Even though we are back to seeing each other face-to-face on school days again Kyle and I still message each other often, especially on weekends, and he frequently starts my day with the words “Good morning beautiful”, which is probably the nicest way to start a day, ever… (especially when it comes with a picture of him smiling at me…) Other times he will say things like “Drive safe, beautiful”, “See you at school, beautiful” or even just simply “Hey beautiful”. 

It makes my day! Every. Single. Time. 

Because I feel like I am only pretty because I am kind. If I wasn’t always so “nice” I feel like most folks wouldn’t take the time to see past my average, short, chubby white-girl exterior.

That isn’t WHY I’m kind to everyone, I’m kind because that’s how God made me. I’m driven to love others, it’s who I am and it makes me happy to do so. It is my purpose in life. 

I’ve realised that Kyle is the only man in my entire life who has EVER told me regularly and without prompting that that I’m beautiful. Brothers, father and ex-husband included.

That’s so sad.

It also made me realize that I didn’t tell my children, my two amazing girls, that they are beautiful hardly at all while they were growing up. 

That’s heartbreaking. 

I can’t do anything about the past, I can only try to change the future and encourage and support them in any way I can, and tell them more often that they’re beautiful…

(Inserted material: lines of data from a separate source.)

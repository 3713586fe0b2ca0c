//! Per-route authorization decisions.
//!
//! Protected handlers call [`authorize`] explicitly with the request's
//! principal (if any), the user id taken from the route path, and the
//! capability the operation requires. The decision depends on those three
//! inputs only; whether the target user actually exists is checked later,
//! and only once access has been granted.

use usergate_core::AppError;

use crate::principal::Principal;

/// What an operation demands of the caller relative to the target user.
#[derive(Debug, Clone, Copy, PartialEq, Eq)]
pub enum Capability {
    /// Caller must be the target user.
    SelfOnly,
    /// Caller must be the target user or hold `ADMIN`.
    SelfOrAdmin,
    /// Caller must hold `ADMIN`; owning the target grants nothing.
    AdminOnly,
}

#[derive(Debug, Clone, Copy, PartialEq, Eq)]
pub enum DenialReason {
    None,
    Unauthenticated,
    ForbiddenNotOwner,
    ForbiddenNotAdmin,
}

#[derive(Debug, Clone, Copy, PartialEq, Eq)]
pub struct AuthorizationDecision {
    pub allowed: bool,
    pub reason: DenialReason,
}

impl AuthorizationDecision {
    pub const ALLOW: Self = Self {
        allowed: true,
        reason: DenialReason::None,
    };

    pub fn deny(reason: DenialReason) -> Self {
        Self {
            allowed: false,
            reason,
        }
    }

    /// Converts the decision into the error the boundary responds with.
    pub fn into_result(self) -> Result<(), AppError> {
        if self.allowed {
            return Ok(());
        }

        match self.reason {
            DenialReason::Unauthenticated => {
                Err(AppError::unauthorized("Authentication required"))
            }
            DenialReason::ForbiddenNotOwner => Err(AppError::forbidden(
                "Access denied. You can only act on your own account",
            )),
            DenialReason::ForbiddenNotAdmin => Err(AppError::forbidden(
                "Access denied. Administrator role required",
            )),
            DenialReason::None => Err(AppError::forbidden("Access denied")),
        }
    }
}

pub fn authorize(
    principal: Option<&Principal>,
    target_id: i64,
    capability: Capability,
) -> AuthorizationDecision {
    let Some(principal) = principal else {
        return AuthorizationDecision::deny(DenialReason::Unauthenticated);
    };

    let allowed = match capability {
        Capability::SelfOnly => principal.owns(target_id),
        Capability::SelfOrAdmin => principal.owns(target_id) || principal.is_admin(),
        Capability::AdminOnly => principal.is_admin(),
    };

    if allowed {
        return AuthorizationDecision::ALLOW;
    }

    match capability {
        Capability::AdminOnly => AuthorizationDecision::deny(DenialReason::ForbiddenNotAdmin),
        Capability::SelfOnly | Capability::SelfOrAdmin => {
            AuthorizationDecision::deny(DenialReason::ForbiddenNotOwner)
        }
    }
}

Knowing Kyle has changed my life in some amazing ways. I try to tell him sometimes what he means to me and how much he’s helped me but I’m not sure he really understands. He says I do a lot for him, which I don’t really understand so I guess that makes founders of an exclusive, two-member mutual admiration society, lol. 

Physically I think he’s one of the most beautiful men I’ve ever met. But his heart, that he hides from most people, is breathtaking. 

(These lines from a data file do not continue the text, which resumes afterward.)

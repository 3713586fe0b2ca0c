use std::convert::Infallible;

use axum::{
    extract::{FromRequestParts, Request, State},
    http::{HeaderValue, header, request::Parts},
    middleware::Next,
    response::Response,
};
use usergate_auth::{Capability, Principal, authorize};
use usergate_core::AppError;

use crate::state::AppState;

/// Authentication gate applied to every route.
///
/// Requests without an `Authorization` header pass through anonymously.
/// A header that is not a decodable bearer token ends the request with
/// 401. Otherwise the caller's current roles are resolved and the
/// resulting [`Principal`] is attached to the request.
///
/// ```rust,ignore
/// let app = Router::new()
///     .nest("/users", init_users_router())
///     .layer(middleware::from_fn_with_state(state.clone(), authenticate));
/// ```
pub async fn authenticate(
    State(state): State<AppState>,
    mut req: Request,
    next: Next,
) -> Result<Response, AppError> {
    let user_id = match req.headers().get(header::AUTHORIZATION) {
        None => return Ok(next.run(req).await),
        Some(value) => {
            let token = bearer_token(value).inspect_err(|e| {
                tracing::warn!(reason = %e.error, "rejected authorization header");
            })?;
            state.tokens.decode(token).inspect_err(|e| {
                tracing::warn!(reason = %e.error, "rejected bearer token");
            })?
        }
    };

    let principal = state.identity.resolve_principal(user_id).await?;
    tracing::debug!(user_id, roles = ?principal.roles, "request authenticated");

    req.extensions_mut().insert(principal);
    Ok(next.run(req).await)
}

/// Extracts the token from a `Bearer <token>` header value.
pub fn bearer_token(value: &HeaderValue) -> Result<&str, AppError> {
    let value = value
        .to_str()
        .map_err(|_| AppError::token_invalid("Invalid authorization header"))?;

    let token = value
        .strip_prefix("Bearer ")
        .ok_or_else(|| AppError::token_invalid("Invalid authorization header format"))?
        .trim();

    if token.is_empty() {
        return Err(AppError::token_invalid("Missing bearer token"));
    }

    Ok(token)
}

/// The principal attached by [`authenticate`], if any.
///
/// Never rejects: anonymous requests get `CurrentPrincipal(None)` and the
/// handler decides what that means through [`CurrentPrincipal::authorize`].
#[derive(Debug, Clone)]
pub struct CurrentPrincipal(pub Option<Principal>);

impl CurrentPrincipal {
    /// Fails with 401 when the request carried no credential.
    pub fn require(&self) -> Result<&Principal, AppError> {
        self.0
            .as_ref()
            .ok_or_else(|| AppError::unauthorized("Authentication required"))
    }

    pub fn authorize(&self, target_id: i64, capability: Capability) -> Result<(), AppError> {
        let decision = authorize(self.0.as_ref(), target_id, capability);
        if !decision.allowed {
            tracing::warn!(
                user_id = ?self.0.as_ref().map(|p| p.user_id),
                target_id,
                ?capability,
                reason = ?decision.reason,
                "authorization denied"
            );
        }
        decision.into_result()
    }
}

impl<S> FromRequestParts<S> for CurrentPrincipal
where
    S: Send + Sync,
{
    type Rejection = Infallible;

    async fn from_request_parts(parts: &mut Parts, _state: &S) -> Result<Self, Self::Rejection> {
        Ok(CurrentPrincipal(parts.extensions.get::<Principal>().cloned()))
    }
}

Kyle’s husband, who came to school today and I got to spend some time with the two of them together, is a fabulous man as well. Soft-spoken, thoughtful, gentle in his words and attitude, a very kind man. I can see why Kyle loves him. They are both so gracious to me – and to my daughter. 

I am starting to feel beautiful because Kyle tells me, over and over, in random bits of conversation, that I am beautiful. It’s an interesting feeling, to think that your own self really, truly is something you’ve never dared to claim before…

I’m trying to be more like that to the people around me, more complementary, more openly loving. I hope you will try to be that way too, maybe we could all just start our days telling everyone “Good morning beautiful”.